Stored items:

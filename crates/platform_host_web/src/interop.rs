//! Shared `wasm32` glue: global-scope lookup, promise awaiting, and conversions between
//! `web_sys` request/response objects and [`platform_host`] fetch types.

use js_sys::{Array, Object, Promise, Reflect, Uint8Array};
use platform_host::{FetchRequest, FetchResponse};
use wasm_bindgen::{JsCast, JsValue};
use wasm_bindgen_futures::JsFuture;

pub(crate) fn js_error(context: &str, err: JsValue) -> String {
    match err.dyn_ref::<js_sys::Error>() {
        Some(error) => format!("{context}: {}", String::from(error.message())),
        None => format!("{context}: {err:?}"),
    }
}

pub(crate) async fn await_promise(promise: Promise, context: &str) -> Result<JsValue, String> {
    JsFuture::from(promise)
        .await
        .map_err(|err| js_error(context, err))
}

pub(crate) fn worker_scope() -> Result<web_sys::ServiceWorkerGlobalScope, String> {
    js_sys::global()
        .dyn_into::<web_sys::ServiceWorkerGlobalScope>()
        .map_err(|_| "not running inside a service worker".to_string())
}

pub(crate) fn cache_storage() -> Result<web_sys::CacheStorage, String> {
    let global = js_sys::global();
    if let Some(scope) = global.dyn_ref::<web_sys::WorkerGlobalScope>() {
        return scope
            .caches()
            .map_err(|err| js_error("CacheStorage unavailable", err));
    }
    if let Some(window) = global.dyn_ref::<web_sys::Window>() {
        return window
            .caches()
            .map_err(|err| js_error("CacheStorage unavailable", err));
    }
    Err("CacheStorage unavailable in this context".to_string())
}

pub(crate) fn set_timeout(callback: &js_sys::Function, millis: u32) -> Result<i32, String> {
    let timeout = i32::try_from(millis).unwrap_or(i32::MAX);
    let global = js_sys::global();
    if let Some(scope) = global.dyn_ref::<web_sys::WorkerGlobalScope>() {
        return scope
            .set_timeout_with_callback_and_timeout_and_arguments_0(callback, timeout)
            .map_err(|err| js_error("setTimeout failed", err));
    }
    if let Some(window) = global.dyn_ref::<web_sys::Window>() {
        return window
            .set_timeout_with_callback_and_timeout_and_arguments_0(callback, timeout)
            .map_err(|err| js_error("setTimeout failed", err));
    }
    Err("no timer in this context".to_string())
}

pub(crate) fn set_property(target: &Object, key: &str, value: &JsValue) -> Result<(), String> {
    Reflect::set(target, &JsValue::from_str(key), value)
        .map(|_| ())
        .map_err(|err| js_error(&format!("setting `{key}` failed"), err))
}

fn headers_to_vec(headers: &web_sys::Headers) -> Vec<(String, String)> {
    let Ok(Some(entries)) = js_sys::try_iter(headers.as_ref()) else {
        return Vec::new();
    };
    entries
        .filter_map(Result::ok)
        .filter_map(|entry| {
            let pair: Array = entry.dyn_into().ok()?;
            Some((pair.get(0).as_string()?, pair.get(1).as_string()?))
        })
        .collect()
}

fn headers_from_slice(headers: &[(String, String)]) -> Result<web_sys::Headers, String> {
    let target = web_sys::Headers::new().map_err(|err| js_error("Headers unavailable", err))?;
    for (name, value) in headers {
        target
            .append(name, value)
            .map_err(|err| js_error(&format!("invalid header `{name}`"), err))?;
    }
    Ok(target)
}

/// Copies the method, URL, and headers of a platform request.
pub fn request_from_web(request: &web_sys::Request) -> FetchRequest {
    FetchRequest {
        method: request.method(),
        url: request.url(),
        headers: headers_to_vec(&request.headers()),
    }
}

pub(crate) fn request_to_web(request: &FetchRequest) -> Result<web_sys::Request, String> {
    let init = Object::new();
    set_property(&init, "method", &JsValue::from_str(&request.method))?;
    set_property(&init, "headers", &headers_from_slice(&request.headers)?)?;
    web_sys::Request::new_with_str_and_init(&request.url, init.unchecked_ref())
        .map_err(|err| js_error(&format!("building request for {}", request.url), err))
}

pub(crate) async fn response_from_web(response: web_sys::Response) -> Result<FetchResponse, String> {
    let buffer = response
        .array_buffer()
        .map_err(|err| js_error("reading response body failed", err))?;
    let body = Uint8Array::new(&await_promise(buffer, "reading response body failed").await?);
    let mut converted = FetchResponse::new(response.status(), body.to_vec());
    converted.status_text = response.status_text();
    converted.headers = headers_to_vec(&response.headers());
    Ok(converted)
}

/// Builds a platform response from a [`FetchResponse`].
///
/// # Errors
///
/// Returns an error when the status is outside the range the platform accepts or a header
/// is invalid.
pub fn response_to_web(response: &FetchResponse) -> Result<web_sys::Response, String> {
    if !(200..=599).contains(&response.status) {
        return Err(format!("status {} cannot be constructed", response.status));
    }
    let init = Object::new();
    set_property(&init, "status", &JsValue::from(response.status))?;
    set_property(&init, "statusText", &JsValue::from_str(&response.status_text))?;
    set_property(&init, "headers", &headers_from_slice(&response.headers)?)?;
    let null_body = matches!(response.status, 204 | 205 | 304) || response.body().is_empty();
    let result = if null_body {
        web_sys::Response::new_with_opt_u8_array_and_init(None, init.unchecked_ref())
    } else {
        let mut body = response.body().to_vec();
        web_sys::Response::new_with_opt_u8_array_and_init(Some(&mut body), init.unchecked_ref())
    };
    result.map_err(|err| js_error("building response failed", err))
}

[What is being asked]
Looking at the records, how many lines include "unavailable"? Respond with the number only.

[Task answer]
4